*What the task asks*: Please repeat, from the entries that follow, the lines from the one containing "fn resend(&self, request: &HartIpRequest)" through the one containing "Creates an engine" exactly, adding nothing.

*Record set*:
fn dispatch(shared: &Shared, events: &Receiver<ReaderEvent>, subscribers: &Subscribers) {
    for event in events.iter() {
        match event {
            ReaderEvent::Frame(response) => {
                shared.logger.log(&response.to_string(), false);
                if response.is_publish() {
                    subscribers.notify(&response);
                    continue;
                }

                let unmatched = {
                    let mut state = shared.state.lock();
                    state.last_activity = Instant::now();
                    state.pending.complete(response)
                };
                if let Some(response) = unmatched {
                    log::warn!(
                        "dropping response with unknown transaction id {}",
                        response.transaction_id()
                    );
                }
            }
            ReaderEvent::Malformed(err) => {
                shared.record_error(&format!("Received invalid HART-IP message: {}", err));
            }
            ReaderEvent::Stopped { fatal: false, .. } => {
                // the reader marked itself stopped; the next send restarts it
                if shared.transport.is_closed() {
                    break;
                }
            }
            ReaderEvent::Stopped { fatal: true, reason } => {
                let released = {
                    let mut state = shared.state.lock();
                    state.reader_running = false;
                    state.session = SessionState::Disconnected;
                    state.devices.clear();
                    state.pending.release_all()
                };
                if released > 0 {
                    log::debug!("released {} pending requests after reader stop", released);
                }
                if !shared.transport.is_closed() {
                    shared.record_error(&format!("HART-IP connection lost: {}", reason));
                    shared.transport.shutdown();
                }
                break;
            }
        }
    }
    log::debug!("dispatcher stopped");
}
impl HartClient {
    /// Creates a client logging frames through the `log` facade.
    pub fn new(config: ClientConfig) -> Self {
        Self::with_logger(config, Arc::new(LogFacade))
    }

    /// Creates a client reporting frames and errors to `logger`.
    pub fn with_logger(config: ClientConfig, logger: Arc<dyn MessageLog>) -> Self {
        let decoder = config.layout_path.clone().map(ResponseDecoder::new);
        Self {
            config,
            logger,
            subscribers: Subscribers::new(),
            connection: Mutex::new(None),
            target: Mutex::new(None),
            last_error: Arc::new(Mutex::new(String::new())),
            sequences: ActiveSequences::new(),
            decoder,
            monitor: Mutex::new(None),
        }
    }

    /// Client configuration.
    pub fn config(&self) -> &ClientConfig {
        &self.config
    }

    /// Connects to `host:port` and initiates a session.
    ///
    /// `timeout` is the socket timeout of this session, floored at 30 seconds.
    /// Returns `Ok(false)` if a session to the same target is already up.
    ///
    /// # Errors
    ///
    /// - `HartError::AlreadyConnected` if connected to another target
    /// - `HartError::Resolve` if the host cannot be resolved
    /// - transport and session errors from [`Connection::open`]
    pub fn connect(&self, host: &str, port: u16, kind: TransportKind, timeout: Duration) -> Result<bool> {
        let target = Target {
            host: host.to_string(),
            port,
            kind,
            timeout,
        };

        let stale = {
            let mut slot = self.connection.lock();
            match slot.take() {
                Some(connection) if connection.is_established() => {
                    let peer = connection.peer_addr();
                    *slot = Some(connection);
                    drop(slot);
                    return self.already_connected(&target, peer.to_string());
                }
                stale => stale,
            }
        };
        if let Some(stale) = stale {
            stale.close();
        }

        // resolving and the session initiate run without the slot lock
        self.last_error.lock().clear();
        let addr = resolve_host(host, port).map_err(|e| self.fail(e))?;
        let connection = Connection::open(
            kind,
            addr,
            self.config.session_options(timeout),
            self.subscribers.clone(),
            Arc::clone(&self.logger),
            Arc::clone(&self.last_error),
        )
        .map_err(|e| self.fail(e))?;

        {
            let mut slot = self.connection.lock();
            let winner = slot
                .as_ref()
                .filter(|c| c.is_established())
                .map(|c| c.peer_addr().to_string());
            if let Some(peer) = winner {
                drop(slot);
                log::debug!("another connect to {} won, closing this session", peer);
                connection.close_session();
                return self.already_connected(&target, peer);
            }
            *slot = Some(Arc::new(connection));
            *self.target.lock() = Some(target);
        }

        self.logger.log(
            &format!("Connected to HART-IP device {} ({}) over {}", host, addr, kind),
            true,
        );
        Ok(true)
    }

    fn already_connected(&self, target: &Target, peer: String) -> Result<bool> {
        if self.target.lock().as_ref() == Some(target) {
            return Ok(false);
        }
        Err(self.fail(HartError::AlreadyConnected(peer)))
    }

    /// Returns whether a session is established.
    pub fn is_connected(&self) -> bool {
        self.connection
            .lock()
            .as_ref()
            .is_some_and(|c| c.is_established())
    }

    /// Closes the session and the transport. Does nothing when unconnected.
    pub fn disconnect(&self) {
        let connection = self.connection.lock().take();
        if let Some(connection) = connection {
            connection.close_session();
            self.logger
                .log("Disconnected the HART-IP device network connection.", true);
        }
    }

    /// Disconnects and connects again to the last target.
    ///
    /// The device list starts empty; call [`discover_devices`](Self::discover_devices)
    /// again afterwards.
    ///
    /// # Errors
    ///
    /// Returns `HartError::NotConnected` if there was never a connection, or
    /// any error from [`connect`](Self::connect).
    pub fn reconnect(&self) -> Result<bool> {
        let target = self.target.lock().clone();
        let Some(target) = target else {
            return Err(self.fail(HartError::NotConnected));
        };
        self.logger.log("Info, Reconnecting the network...", true);
        self.disconnect();
        self.connect(&target.host, target.port, target.kind, target.timeout)
    }

    /// Sends a keep alive.
    ///
    /// # Errors
    ///
    /// Returns `HartError::NotConnected` without a session, or the request error.
    pub fn keep_alive(&self) -> Result<()> {
        let connection = self.connection()?;
        connection.keep_alive().map(|_| ()).map_err(|e| self.fail(e))
    }

    /// Registers `callback` for publish notifications.
    pub fn subscribe_publish<F>(&self, callback: F) -> SubscriptionId
    where
        F: Fn(&HartIpResponse) + Send + Sync + 'static,
    {
        self.subscribers.subscribe(Arc::new(callback))
    }

    /// Removes a publish subscription. Returns `false` for an unknown id.
    pub fn unsubscribe_publish(&self, id: SubscriptionId) -> bool {
        self.subscribers.unsubscribe(id)
    }

    /// Builds the request for `command` with hex `data` to the device
    /// `device_type:device_id`.
    ///
    /// A command to a device behind the bridge root is wrapped in a
    /// command 77 tunnel addressed to the root.
    ///
    /// # Errors
    ///
    /// - `HartError::NotConnected` without a session
    /// - `HartError::InvalidParameter` for malformed hex, a device missing
    ///   from the device list or a request over 255 bytes
    pub fn build_request(&self, command: u16, data: &str, device_type: u16, device_id: u32) -> Result<HartIpRequest> {
        let connection = self.connection()?;
        self.build_request_on(&connection, command, data, DeviceId::new(device_type, device_id))
            .map_err(|e| self.fail(e))
    }

    fn build_request_on(
        &self,
        connection: &Connection,
        command: u16,
        data: &str,
        target: DeviceId,
    ) -> Result<HartIpRequest> {
        let frame = CommandFrame::new(Address::Long(target), command, parse_hex(data)?);

        let frame = connection.with_devices(|devices| -> Result<CommandFrame> {
            let Some(root) = devices.root() else {
                return Ok(frame);
            };
            if !root.is_bridge() || root.id == target {
                return Ok(frame);
            }
            let device = devices.find_by_id(target).ok_or_else(|| {
                HartError::invalid_parameter("device", format!("{} is not in the device list", target))
            })?;
            CommandFrame::tunnel(root.id, device.io_card, device.channel, &frame)
        })?;

        HartIpRequest::hart_command(connection.next_transaction_id(), &frame)
    }

    /// Sends `command` with hex `data` to a device and returns its response,
    /// retrying delayed responses.
    ///
    /// A command 77 reply is unwrapped to the sub-device's response.
    ///
    /// # Errors
    ///
    /// See [`build_request`](Self::build_request) and
    /// [`send_hart_request`](Self::send_hart_request).
    pub fn send_request(&self, command: u16, data: &str, device_type: u16, device_id: u32) -> Result<HartIpResponse> {
        let request = self.build_request(command, data, device_type, device_id)?;
        let response = self.send_hart_request(&request)?;
        if !response.is_tunneled() {
            return Ok(response);
        }
        match response.unwrap_tunnel() {
            Ok(inner) => Ok(inner),
            Err(e) => {
                log::warn!("cannot unwrap command 77 reply: {}", e);
                Ok(response)
            }
        }
    }

    /// Sends a prepared request and handles delayed responses.
    ///
    /// # Errors
    ///
    /// - `HartError::NotConnected` without a session
    /// - `HartError::NoResponse` if nothing arrived in time
    /// - `HartError::RetryExhausted` or `HartError::UserAbort` from the retry loop
    pub fn send_hart_request(&self, request: &HartIpRequest) -> Result<HartIpResponse> {
        self.execute(request).map_err(|e| self.fail(e))
    }

    fn execute(&self, request: &HartIpRequest) -> Result<HartIpResponse> {
        let connection = self.connection()?;
        let sequence = self.sequences.begin();
        let first = connection.request(request.clone())?;
        let engine = RetryEngine::new(self.config.retry, sequence.handle().clone());
        let response = engine.run(self, request, first)?;
        self.log_decoded(&response);
        Ok(response)
    }

    /// Logs the rendered response, the sub-device reply for a command 77
    /// envelope.
    fn log_decoded(&self, response: &HartIpResponse) {
        let Some(decoder) = &self.decoder else {
            return;
        };
        let inner = if response.is_tunneled() {
            response.unwrap_tunnel().ok()
        } else {
            None
        };
        self.logger
            .log(&decoder.decode(inner.as_ref().unwrap_or(response)), false);
    }

    /// Aborts every retry sequence in progress, including requests whose
    /// first reply has not arrived yet.
    pub fn cancel_retries(&self) {
        let aborted = self.sequences.abort_all();
        log::debug!("abort requested for {} retry sequences", aborted);
    }

    /// Sends raw HART PDU bytes without retry handling.
    ///
    /// # Errors
    ///
    /// Returns `HartError::InvalidParameter` for a PDU over 255 bytes, or the
    /// request error.
    pub fn send_pdu(&self, pdu: Vec<u8>, timeout: Option<Duration>) -> Result<HartIpResponse> {
        let connection = self.connection()?;
        let mut request = HartIpRequest::hart_pdu(connection.next_transaction_id(), pdu)?;
        if let Some(timeout) = timeout {
            request = request.with_timeout(timeout);
        }
        connection.request(request).map_err(|e| self.fail(e))
    }

    /// Discovers the device behind the endpoint and its sub-devices.
    ///
    /// Returns the number of devices in the list. An already filled list is
    /// kept as it is.
    ///
    /// # Errors
    ///
    /// Returns `HartError::NotConnected` without a session, or
    /// `HartError::NoResponse` if no polling address answered.
    pub fn discover_devices(&self) -> Result<usize> {
        let connection = self.connection()?;
        let known = connection.with_devices(|devices| devices.len());
        if known > 0 {
            return Ok(known);
        }

        let topology = TopologyDiscoverer::new(self, self.config.discovery)
            .discover()
            .map_err(|e| self.fail(e))?;

        connection.with_devices(|devices| -> Result<usize> {
            for device in topology.devices {
                devices.push(device)?;
            }
            Ok(devices.len())
        })
    }

    /// Snapshot of the device list.
    pub fn devices(&self) -> Vec<HartDevice> {
        self.with_devices(|devices| devices.to_vec()).unwrap_or_default()
    }

    /// Device found by polling.
    pub fn root_device(&self) -> Option<HartDevice> {
        self.with_devices(|devices| devices.root().cloned()).flatten()
    }

    /// Finds a device by its 24-bit device id.
    pub fn find_device(&self, device_id: u32) -> Option<HartDevice> {
        self.with_devices(|devices| devices.iter().find(|d| d.id.device_id == device_id).cloned())
            .flatten()
    }

    /// Bridge device (gateway, I/O system or protocol bridge), if any.
    pub fn network_device(&self) -> Option<HartDevice> {
        self.with_devices(|devices| devices.network_device().cloned()).flatten()
    }

    /// Empties the device list.
    pub fn clear_devices(&self) {
        let _ = self.with_devices(|devices| devices.clear());
    }

    fn with_devices<R>(&self, f: impl FnOnce(&mut crate::device::DeviceList) -> R) -> Option<R> {
        let connection = self.connection.lock().clone()?;
        Some(connection.with_devices(f))
    }

    /// Runs one inactivity check: a keep alive at 80% of the close time,
    /// a disconnect at 90%.
    pub fn check_inactivity(&self) -> InactivityAction {
        let Some(connection) = self.connection.lock().clone() else {
            return InactivityAction::Idle;
        };
        if !connection.is_established() {
            return InactivityAction::Idle;
        }

        let action = evaluate(
            connection.idle_time(),
            connection.inactivity_close_time(),
            self.config.keep_alive,
        );
        match action {
            InactivityAction::Idle => {}
            InactivityAction::KeepAlive => {
                log::debug!("session idle for {:?}, sending keep alive", connection.idle_time());
                if let Err(e) = self.keep_alive() {
                    log::warn!("keep alive failed: {}", e);
                }
            }
            InactivityAction::Disconnect => {
                log::warn!(
                    "session idle for {:?}, closing before the server does",
                    connection.idle_time()
                );
                self.disconnect();
            }
        }
        action
    }

    /// Starts a background thread running [`check_inactivity`](Self::check_inactivity)
    /// every configured interval. The thread ends with the client.
    ///
    /// # Errors
    ///
    /// Returns an I/O error if the thread cannot be spawned.
    pub fn start_inactivity_monitor(self: &Arc<Self>) -> Result<()> {
        let client = Arc::downgrade(self);
        let monitor = InactivityMonitor::spawn(self.config.monitor_interval, move || {
            match client.upgrade() {
                Some(client) => {
                    client.check_inactivity();
                    true
                }
                None => false,
            }
        })?;
        if let Some(mut previous) = self.monitor.lock().replace(monitor) {
            previous.stop();
        }
        Ok(())
    }

    /// Stops the inactivity monitor.
    pub fn stop_inactivity_monitor(&self) {
        let monitor = self.monitor.lock().take();
        if let Some(mut monitor) = monitor {
            monitor.stop();
        }
    }

    /// Renders a response with the field layout table, if one is configured.
    pub fn decode(&self, response: &HartIpResponse) -> Option<String> {
        self.decoder.as_ref().map(|d| d.decode(response))
    }

    /// Message of the last failure, empty after a successful connect.
    pub fn last_error(&self) -> String {
        self.last_error.lock().clone()
    }

    fn connection(&self) -> Result<Arc<Connection>> {
        self.established().ok_or_else(|| self.fail(HartError::NotConnected))
    }

    /// Established connection, without recording a failure.
    fn established(&self) -> Option<Arc<Connection>> {
        self.connection
            .lock()
            .clone()
            .filter(|c| c.is_established())
    }

    fn fail(&self, err: HartError) -> HartError {
        let message = err.to_string();
        self.logger.log(&format!("Error, {}", message), true);
        *self.last_error.lock() = message;
        err
    }

    fn flush_target(&self) -> Option<DeviceId> {
        self.with_devices(|devices| {
            devices
                .network_device()
                .or_else(|| devices.root())
                .map(|d| d.id)
        })
        .flatten()
    }
}
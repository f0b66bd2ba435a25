//! Delay-Retry handling.
//!
//! A device that cannot answer right away replies with busy, DR initiate,
//! DR running or DR conflict. The client then re-sends the same request
//! after a delay until the device produces a real answer, the retry budget
//! runs out, or the caller aborts. On exhaustion or abort a flush delayed
//! responses command is sent so a stale deferred reply does not end up
//! answering some later request.

use std::sync::atomic::{AtomicBool, Ordering};
use std::sync::Arc;
use std::time::Duration;

use crossbeam_channel::{bounded, Receiver, Sender};
use parking_lot::Mutex;

use crate::command::rc;
use crate::error::{HartError, Result};
use crate::message::HartIpRequest;
use crate::response::HartIpResponse;

/// Default number of retries.
pub const DEFAULT_DR_RETRIES: u32 = 10;

/// Default delay between retries.
pub const DEFAULT_DR_DELAY: Duration = Duration::from_millis(1000);

/// Shortest accepted retry delay.
pub const MIN_DR_DELAY: Duration = Duration::from_millis(500);

/// Longest accepted retry delay.
pub const MAX_DR_DELAY: Duration = Duration::from_millis(30_000);

/// Returns whether `code` asks the host to retry later.
///
/// # Example
///
/// ```
/// use hart_ip::retry::is_delayed_response;
///
/// assert!(is_delayed_response(32));
/// assert!(is_delayed_response(33));
/// assert!(!is_delayed_response(35));
/// assert!(!is_delayed_response(0));
/// ```
pub fn is_delayed_response(code: u8) -> bool {
    matches!(code, rc::BUSY | rc::DR_INITIATE | rc::DR_RUNNING | rc::DR_CONFLICT)
}

/// Delay before retry number `attempt` (1-based), given the delay used so far.
///
/// From the second attempt on the delay doubles, but never beyond `ceiling`.
/// With the ceiling equal to the base delay it therefore stays constant.
pub fn next_delay(current: Duration, attempt: u32, ceiling: Duration) -> Duration {
    if attempt > 1 && current < ceiling {
        current.saturating_mul(2).min(ceiling)
    } else {
        current
    }
}

/// Retry budget and base delay.
#[derive(Debug, Clone, Copy, PartialEq, Eq)]
#[cfg_attr(feature = "serde", derive(serde::Serialize, serde::Deserialize))]
pub struct RetryPolicy {
    /// Number of re-sends allowed; zero flushes on the first busy reply.
    pub retries: u32,
    /// Base delay, also the ceiling of the backoff.
    pub base_delay: Duration,
}

impl RetryPolicy {
    /// Creates a policy, clamping `base_delay` into the accepted range.
    pub fn new(retries: u32, base_delay: Duration) -> Self {
        Self {
            retries,
            base_delay: base_delay.clamp(MIN_DR_DELAY, MAX_DR_DELAY),
        }
    }

    /// A policy that never retries.
    pub fn disabled() -> Self {
        Self::new(0, DEFAULT_DR_DELAY)
    }
}

impl Default for RetryPolicy {
    fn default() -> Self {
        Self::new(DEFAULT_DR_RETRIES, DEFAULT_DR_DELAY)
    }
}

/// Bookkeeping of one retried request.
#[derive(Debug, Clone)]
pub struct RequestTask {
    /// Request being retried.
    pub request: HartIpRequest,
    /// Latest response.
    pub response: Option<HartIpResponse>,
    /// Retries performed so far.
    pub retries_attempted: u32,
    /// Retry budget.
    pub retries_allowed: u32,
    /// Delay before the next retry.
    pub current_delay: Duration,
    /// Set once the task reached a terminal state.
    pub completed: bool,
}

impl RequestTask {
    /// Starts a task from the first response to `request`.
    pub fn new(request: HartIpRequest, first: HartIpResponse, policy: &RetryPolicy) -> Self {
        Self {
            request,
            response: Some(first),
            retries_attempted: 0,
            retries_allowed: policy.retries,
            current_delay: policy.base_delay,
            completed: false,
        }
    }

    /// Returns whether the latest response asks for another attempt.
    pub fn needs_retry(&self) -> bool {
        !self.completed
            && self
                .response
                .as_ref()
                .is_some_and(|r| is_delayed_response(r.response_code))
    }
}

/// Cancellation token for a retry sequence.
///
/// Clones share the same state. Aborting wakes a sleeping retry loop. A
/// token stays aborted once fired; every sequence gets a fresh one from
/// [`ActiveSequences::begin`].
#[derive(Debug, Clone)]
pub struct AbortHandle {
    aborted: Arc<AtomicBool>,
    wake_tx: Sender<()>,
    wake_rx: Receiver<()>,
}

impl AbortHandle {
    /// Creates a token that is not aborted.
    pub fn new() -> Self {
        let (wake_tx, wake_rx) = bounded(1);
        Self {
            aborted: Arc::new(AtomicBool::new(false)),
            wake_tx,
            wake_rx,
        }
    }

    /// Requests an abort.
    pub fn abort(&self) {
        self.aborted.store(true, Ordering::Release);
        let _ = self.wake_tx.try_send(());
    }

    /// Returns whether an abort was requested.
    pub fn is_aborted(&self) -> bool {
        self.aborted.load(Ordering::Acquire)
    }

    /// Sleeps for `delay` unless aborted first. Returns `true` on abort.
    pub fn wait(&self, delay: Duration) -> bool {
        if self.is_aborted() {
            return true;
        }
        if self.wake_rx.recv_timeout(delay).is_ok() {
            // pass the wake-up on to any other waiter on a clone
            let _ = self.wake_tx.try_send(());
        }
        self.is_aborted()
    }
}

impl Default for AbortHandle {
    fn default() -> Self {
        Self::new()
    }
}

/// Abort tokens of the retry sequences running on one client.
///
/// A request registers its token before the first send, so an abort raised
/// while that send is in flight still reaches it.
#[derive(Debug, Default)]
pub struct ActiveSequences {
    inner: Mutex<SequenceList>,
}

#[derive(Debug, Default)]
struct SequenceList {
    next_id: u64,
    handles: Vec<(u64, AbortHandle)>,
}

impl ActiveSequences {
    /// Creates an empty registry.
    pub fn new() -> Self {
        Self::default()
    }

    /// Registers a new sequence with a fresh token. The sequence is
    /// unregistered when the guard drops.
    pub fn begin(&self) -> SequenceGuard<'_> {
        let handle = AbortHandle::new();
        let mut list = self.inner.lock();
        list.next_id += 1;
        let id = list.next_id;
        list.handles.push((id, handle.clone()));
        SequenceGuard {
            owner: self,
            id,
            handle,
        }
    }

    /// Aborts every registered sequence. Returns how many there were.
    pub fn abort_all(&self) -> usize {
        let list = self.inner.lock();
        for (_, handle) in &list.handles {
            handle.abort();
        }
        list.handles.len()
    }

    /// Number of registered sequences.
    pub fn len(&self) -> usize {
        self.inner.lock().handles.len()
    }

    /// Returns whether no sequence is registered.
    pub fn is_empty(&self) -> bool {
        self.len() == 0
    }
}

/// Registration of one running sequence in [`ActiveSequences`].
#[derive(Debug)]
pub struct SequenceGuard<'a> {
    owner: &'a ActiveSequences,
    id: u64,
    handle: AbortHandle,
}

impl SequenceGuard<'_> {
    /// Token of this sequence.
    pub fn handle(&self) -> &AbortHandle {
        &self.handle
    }
}

impl Drop for SequenceGuard<'_> {
    fn drop(&mut self) {
        let id = self.id;
        self.owner.inner.lock().handles.retain(|(sub, _)| *sub != id);
    }
}

/// What the retry loop needs from the client.
pub trait RetrySender {
    /// Sends `request` again and waits for its response.
    fn resend(&self, request: &HartIpRequest) -> Result<HartIpResponse>;

    /// Sends the flush delayed responses command, best effort.
    fn flush_delayed_responses(&self);
}

/// Drives the Delay-Retry loop for one request.
#[derive(Debug, Clone)]
pub struct RetryEngine {
    policy: RetryPolicy,
    abort: AbortHandle,
}

impl RetryEngine {
    /// Creates an engine with `policy`, cancellable through `abort`.
    pub fn new(policy: RetryPolicy, abort: AbortHandle) -> Self {
        Self { policy, abort }
    }

    /// Retry policy in use.
    pub fn policy(&self) -> &RetryPolicy {
        &self.policy
    }

    /// Handles `first`, the response to `request`, retrying while the device
    /// asks for it.
    ///
    /// # Errors
    ///
    /// - `HartError::RetryExhausted` after the last allowed retry still got a
    ///   delayed response
    /// - `HartError::UserAbort` when the abort handle fired at any point of
    ///   the sequence, even if the reply to a re-send was final
    /// - any error from re-sending
    ///
    /// The flush command is sent before each of these is returned, and also
    /// when the policy allows no retries at all.
    pub fn run<S>(&self, sender: &S, request: &HartIpRequest, first: HartIpResponse) -> Result<HartIpResponse>
    where
        S: RetrySender + ?Sized,
    {
        let mut task = RequestTask::new(request.clone(), first, &self.policy);
        if !task.needs_retry() {
            task.completed = true;
            return task.response.take().ok_or(HartError::NoResponse);
        }
        if self.abort.is_aborted() {
            return self.abandon(sender);
        }
        if task.retries_allowed == 0 {
            log::debug!("device busy and retries disabled, flushing");
            sender.flush_delayed_responses();
            return task.response.take().ok_or(HartError::NoResponse);
        }

        let ceiling = self.policy.base_delay;
        while task.needs_retry() {
            task.retries_attempted += 1;
            if task.retries_attempted > task.retries_allowed {
                log::warn!(
                    "command still delayed after {} retries, flushing",
                    task.retries_allowed
                );
                sender.flush_delayed_responses();
                return Err(HartError::RetryExhausted {
                    attempts: task.retries_allowed,
                });
            }

            task.current_delay = next_delay(task.current_delay, task.retries_attempted, ceiling);
            log::debug!(
                "response code {} asks for a retry, attempt {} of {} in {:?}",
                task.response.as_ref().map_or(0, |r| r.response_code),
                task.retries_attempted,
                task.retries_allowed,
                task.current_delay
            );
            if self.abort.wait(task.current_delay) {
                return self.abandon(sender);
            }

            match sender.resend(&task.request) {
                Ok(response) => task.response = Some(response),
                Err(e) => {
                    sender.flush_delayed_responses();
                    return Err(e);
                }
            }
            if self.abort.is_aborted() {
                return self.abandon(sender);
            }
        }

        task.completed = true;
        task.response.take().ok_or(HartError::NoResponse)
    }

    fn abandon<S>(&self, sender: &S) -> Result<HartIpResponse>
    where
        S: RetrySender + ?Sized,
    {
        log::info!("retry sequence aborted by user");
        sender.flush_delayed_responses();
        Err(HartError::UserAbort)
    }
}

*Exercise result*:
    fn resend(&self, request: &HartIpRequest) -> Result<HartIpResponse>;

    /// Sends the flush delayed responses command, best effort.
    fn flush_delayed_responses(&self);
}

/// Drives the Delay-Retry loop for one request.
#[derive(Debug, Clone)]
pub struct RetryEngine {
    policy: RetryPolicy,
    abort: AbortHandle,
}

impl RetryEngine {
    /// Creates an engine with `policy`, cancellable through `abort`.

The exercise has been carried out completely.